**TASK ITEM:** Scan the records for the string "message"; copy each line where it occurs.
##### RECORDS FOR THE TASK #####
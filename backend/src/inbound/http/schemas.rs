//! OpenAPI schema definitions for domain types.
//!
//! Domain types remain framework-agnostic by not deriving `ToSchema`; the
//! wrappers here mirror their structure and live in the inbound adapter
//! layer where framework concerns belong.

use utoipa::ToSchema;

/// OpenAPI schema for [`crate::domain::ErrorCode`].
#[derive(ToSchema)]
#[schema(as = crate::domain::ErrorCode)]
pub enum ErrorCodeSchema {
    /// The request is malformed or fails validation.
    #[schema(rename = "invalid_request")]
    InvalidRequest,
    /// The requested resource does not exist.
    #[schema(rename = "not_found")]
    NotFound,
    /// The operation conflicts with existing state.
    #[schema(rename = "conflict")]
    Conflict,
    /// A required downstream dependency is unreachable.
    #[schema(rename = "service_unavailable")]
    ServiceUnavailable,
    /// An unexpected error occurred on the server.
    #[schema(rename = "internal_error")]
    InternalError,
}

/// OpenAPI schema for [`crate::domain::Error`].
///
/// API error response payload with machine-readable code and human-readable
/// message.
#[derive(ToSchema)]
#[schema(as = crate::domain::Error)]
pub struct ErrorSchema {
    /// Stable machine-readable error code.
    #[schema(example = "invalid_request")]
    pub code: ErrorCodeSchema,
    /// Human-readable message.
    #[schema(example = "user1Id must be a valid UUID")]
    pub message: String,
    /// Optional structured details (field names, offending values).
    #[schema(value_type = Option<serde_json::Value>)]
    pub details: Option<serde_json::Value>,
}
#####
**REPLY:**
/// message.
    /// Human-readable message.
    pub message: String,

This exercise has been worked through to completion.